**Task prompt**
Below are the records; give the number of lines in them that include the word "DemoChoice", and nothing more.

**Data records**
--

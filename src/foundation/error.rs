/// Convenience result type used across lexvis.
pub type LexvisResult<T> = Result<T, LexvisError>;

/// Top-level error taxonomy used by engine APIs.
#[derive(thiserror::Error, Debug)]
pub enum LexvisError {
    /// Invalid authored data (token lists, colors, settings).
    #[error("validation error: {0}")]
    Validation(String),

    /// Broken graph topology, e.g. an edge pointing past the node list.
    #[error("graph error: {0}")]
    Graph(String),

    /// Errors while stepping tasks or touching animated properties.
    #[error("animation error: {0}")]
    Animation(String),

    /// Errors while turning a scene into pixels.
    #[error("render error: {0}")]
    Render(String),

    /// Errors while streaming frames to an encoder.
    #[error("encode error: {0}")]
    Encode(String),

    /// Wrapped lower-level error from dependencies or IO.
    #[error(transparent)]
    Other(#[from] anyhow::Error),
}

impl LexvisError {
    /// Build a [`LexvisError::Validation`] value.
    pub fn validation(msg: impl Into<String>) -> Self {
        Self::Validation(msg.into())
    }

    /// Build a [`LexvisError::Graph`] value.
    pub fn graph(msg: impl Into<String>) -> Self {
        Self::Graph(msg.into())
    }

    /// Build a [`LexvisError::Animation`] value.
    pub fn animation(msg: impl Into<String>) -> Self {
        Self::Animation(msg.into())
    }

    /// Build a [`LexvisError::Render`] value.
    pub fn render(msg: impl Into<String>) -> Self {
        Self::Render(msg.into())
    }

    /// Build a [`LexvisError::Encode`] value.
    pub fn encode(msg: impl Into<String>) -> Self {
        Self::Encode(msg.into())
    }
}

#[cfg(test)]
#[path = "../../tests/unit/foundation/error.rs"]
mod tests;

--

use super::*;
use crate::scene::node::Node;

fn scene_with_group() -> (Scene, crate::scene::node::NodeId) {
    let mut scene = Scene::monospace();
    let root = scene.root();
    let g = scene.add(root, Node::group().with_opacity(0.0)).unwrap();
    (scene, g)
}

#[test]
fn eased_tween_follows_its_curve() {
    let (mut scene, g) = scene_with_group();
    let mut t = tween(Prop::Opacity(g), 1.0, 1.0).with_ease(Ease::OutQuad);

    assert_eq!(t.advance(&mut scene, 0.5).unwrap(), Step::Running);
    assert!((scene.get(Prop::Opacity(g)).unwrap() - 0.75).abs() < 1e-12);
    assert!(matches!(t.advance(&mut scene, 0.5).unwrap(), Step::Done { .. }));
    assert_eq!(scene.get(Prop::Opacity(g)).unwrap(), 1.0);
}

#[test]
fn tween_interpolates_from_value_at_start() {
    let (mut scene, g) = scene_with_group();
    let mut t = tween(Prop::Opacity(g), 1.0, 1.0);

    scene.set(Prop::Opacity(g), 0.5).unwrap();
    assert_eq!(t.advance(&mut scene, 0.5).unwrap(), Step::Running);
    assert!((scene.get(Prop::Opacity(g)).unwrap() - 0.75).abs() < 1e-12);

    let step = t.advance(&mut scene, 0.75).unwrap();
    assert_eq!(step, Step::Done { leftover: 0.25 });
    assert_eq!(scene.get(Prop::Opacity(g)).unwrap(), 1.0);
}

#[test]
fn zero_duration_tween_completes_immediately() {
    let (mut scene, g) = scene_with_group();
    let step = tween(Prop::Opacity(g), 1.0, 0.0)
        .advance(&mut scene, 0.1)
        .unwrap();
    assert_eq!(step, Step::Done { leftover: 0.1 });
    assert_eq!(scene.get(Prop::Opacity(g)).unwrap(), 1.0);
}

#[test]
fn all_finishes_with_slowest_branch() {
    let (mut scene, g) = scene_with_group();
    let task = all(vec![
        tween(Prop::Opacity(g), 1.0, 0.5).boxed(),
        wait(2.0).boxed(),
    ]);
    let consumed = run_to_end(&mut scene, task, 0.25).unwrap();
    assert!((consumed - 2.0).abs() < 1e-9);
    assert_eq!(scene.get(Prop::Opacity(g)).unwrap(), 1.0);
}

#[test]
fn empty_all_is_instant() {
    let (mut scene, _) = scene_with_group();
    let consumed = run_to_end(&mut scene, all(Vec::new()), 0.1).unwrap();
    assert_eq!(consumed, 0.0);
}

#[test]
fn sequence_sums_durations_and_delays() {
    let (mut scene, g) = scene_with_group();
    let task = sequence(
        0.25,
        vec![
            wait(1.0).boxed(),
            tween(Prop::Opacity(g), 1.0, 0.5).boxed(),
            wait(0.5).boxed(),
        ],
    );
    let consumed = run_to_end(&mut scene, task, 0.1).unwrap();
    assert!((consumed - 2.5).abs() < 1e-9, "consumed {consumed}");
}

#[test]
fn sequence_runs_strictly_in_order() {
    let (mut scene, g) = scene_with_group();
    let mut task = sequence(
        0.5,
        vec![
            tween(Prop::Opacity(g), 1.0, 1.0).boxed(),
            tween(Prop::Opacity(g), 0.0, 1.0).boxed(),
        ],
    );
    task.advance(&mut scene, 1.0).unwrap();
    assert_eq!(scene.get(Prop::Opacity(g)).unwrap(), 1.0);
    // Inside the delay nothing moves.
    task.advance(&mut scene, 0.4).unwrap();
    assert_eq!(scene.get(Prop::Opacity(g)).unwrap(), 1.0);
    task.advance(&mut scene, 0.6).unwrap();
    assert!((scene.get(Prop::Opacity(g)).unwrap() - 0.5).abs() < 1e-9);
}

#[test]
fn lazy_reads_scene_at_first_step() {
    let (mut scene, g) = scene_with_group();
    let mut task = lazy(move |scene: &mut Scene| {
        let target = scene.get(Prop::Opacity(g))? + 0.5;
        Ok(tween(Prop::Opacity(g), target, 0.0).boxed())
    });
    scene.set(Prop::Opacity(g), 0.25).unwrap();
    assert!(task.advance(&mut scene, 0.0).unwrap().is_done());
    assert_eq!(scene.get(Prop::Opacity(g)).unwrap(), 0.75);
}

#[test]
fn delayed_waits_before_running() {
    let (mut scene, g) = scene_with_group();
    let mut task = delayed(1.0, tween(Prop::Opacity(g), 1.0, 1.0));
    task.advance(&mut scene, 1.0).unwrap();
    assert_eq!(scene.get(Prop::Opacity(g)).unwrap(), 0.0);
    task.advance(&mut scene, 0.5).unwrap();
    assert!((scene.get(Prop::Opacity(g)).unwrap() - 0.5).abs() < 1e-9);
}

--

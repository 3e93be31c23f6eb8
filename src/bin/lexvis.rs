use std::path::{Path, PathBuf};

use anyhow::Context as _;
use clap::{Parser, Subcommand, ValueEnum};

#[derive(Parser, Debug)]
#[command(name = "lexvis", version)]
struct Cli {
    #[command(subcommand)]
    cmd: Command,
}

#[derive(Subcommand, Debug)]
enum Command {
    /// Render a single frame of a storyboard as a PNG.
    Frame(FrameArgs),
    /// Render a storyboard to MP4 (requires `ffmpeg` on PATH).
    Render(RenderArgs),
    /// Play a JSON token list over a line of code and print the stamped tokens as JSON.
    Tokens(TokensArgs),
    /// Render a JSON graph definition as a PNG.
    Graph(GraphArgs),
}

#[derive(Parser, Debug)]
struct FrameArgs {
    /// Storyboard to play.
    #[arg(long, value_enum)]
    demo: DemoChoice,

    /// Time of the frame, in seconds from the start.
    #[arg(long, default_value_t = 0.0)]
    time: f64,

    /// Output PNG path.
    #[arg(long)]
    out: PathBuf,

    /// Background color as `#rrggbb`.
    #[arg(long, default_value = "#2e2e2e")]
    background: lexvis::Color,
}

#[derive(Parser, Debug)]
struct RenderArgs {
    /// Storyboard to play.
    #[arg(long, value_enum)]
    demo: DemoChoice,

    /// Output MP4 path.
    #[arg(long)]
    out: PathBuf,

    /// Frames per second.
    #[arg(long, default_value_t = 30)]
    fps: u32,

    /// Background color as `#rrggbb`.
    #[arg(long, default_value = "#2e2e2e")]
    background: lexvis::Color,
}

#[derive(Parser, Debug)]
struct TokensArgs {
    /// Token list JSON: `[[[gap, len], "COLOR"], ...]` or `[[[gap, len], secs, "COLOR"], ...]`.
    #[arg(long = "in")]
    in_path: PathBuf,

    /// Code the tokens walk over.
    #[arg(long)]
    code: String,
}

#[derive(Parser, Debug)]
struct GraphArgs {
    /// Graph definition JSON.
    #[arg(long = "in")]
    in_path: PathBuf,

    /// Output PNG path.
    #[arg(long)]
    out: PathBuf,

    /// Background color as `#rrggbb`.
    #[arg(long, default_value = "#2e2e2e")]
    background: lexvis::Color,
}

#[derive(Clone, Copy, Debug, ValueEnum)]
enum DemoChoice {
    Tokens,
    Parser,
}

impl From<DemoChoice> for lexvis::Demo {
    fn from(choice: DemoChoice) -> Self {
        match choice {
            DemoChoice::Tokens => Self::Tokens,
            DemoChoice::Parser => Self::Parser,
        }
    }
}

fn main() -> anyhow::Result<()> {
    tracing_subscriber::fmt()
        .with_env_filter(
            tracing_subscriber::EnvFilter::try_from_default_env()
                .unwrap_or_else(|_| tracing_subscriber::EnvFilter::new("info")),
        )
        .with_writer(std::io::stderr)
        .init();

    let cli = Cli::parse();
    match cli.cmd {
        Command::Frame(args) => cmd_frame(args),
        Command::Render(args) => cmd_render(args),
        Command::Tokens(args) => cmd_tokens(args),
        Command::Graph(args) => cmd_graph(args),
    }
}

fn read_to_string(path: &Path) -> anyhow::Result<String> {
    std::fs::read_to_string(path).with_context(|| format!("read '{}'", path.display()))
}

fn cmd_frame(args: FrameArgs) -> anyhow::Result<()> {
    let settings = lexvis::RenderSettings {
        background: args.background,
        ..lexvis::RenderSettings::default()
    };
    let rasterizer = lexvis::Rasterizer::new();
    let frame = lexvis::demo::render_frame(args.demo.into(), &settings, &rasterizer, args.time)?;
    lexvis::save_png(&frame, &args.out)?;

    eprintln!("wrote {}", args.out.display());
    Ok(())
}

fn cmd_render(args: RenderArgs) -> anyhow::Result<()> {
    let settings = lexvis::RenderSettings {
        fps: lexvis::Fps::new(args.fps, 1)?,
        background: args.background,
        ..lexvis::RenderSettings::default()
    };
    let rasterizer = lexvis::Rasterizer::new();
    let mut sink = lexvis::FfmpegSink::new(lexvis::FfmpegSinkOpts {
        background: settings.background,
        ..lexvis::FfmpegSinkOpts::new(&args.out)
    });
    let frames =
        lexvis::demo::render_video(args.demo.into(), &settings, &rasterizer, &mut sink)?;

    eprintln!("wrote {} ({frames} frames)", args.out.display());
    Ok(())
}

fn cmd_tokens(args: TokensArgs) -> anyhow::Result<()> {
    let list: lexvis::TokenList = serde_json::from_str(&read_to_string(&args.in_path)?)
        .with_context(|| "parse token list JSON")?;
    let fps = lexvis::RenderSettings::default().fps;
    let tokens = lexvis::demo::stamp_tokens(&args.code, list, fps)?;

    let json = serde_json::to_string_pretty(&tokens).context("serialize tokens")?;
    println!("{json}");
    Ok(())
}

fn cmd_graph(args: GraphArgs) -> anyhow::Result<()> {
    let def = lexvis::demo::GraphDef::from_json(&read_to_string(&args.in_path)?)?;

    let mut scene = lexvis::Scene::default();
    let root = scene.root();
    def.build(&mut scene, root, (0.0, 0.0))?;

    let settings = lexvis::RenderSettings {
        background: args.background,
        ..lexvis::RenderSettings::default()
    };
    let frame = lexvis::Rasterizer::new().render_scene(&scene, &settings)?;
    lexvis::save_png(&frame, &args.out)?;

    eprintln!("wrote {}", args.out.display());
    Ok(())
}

--

**Exercise result**
7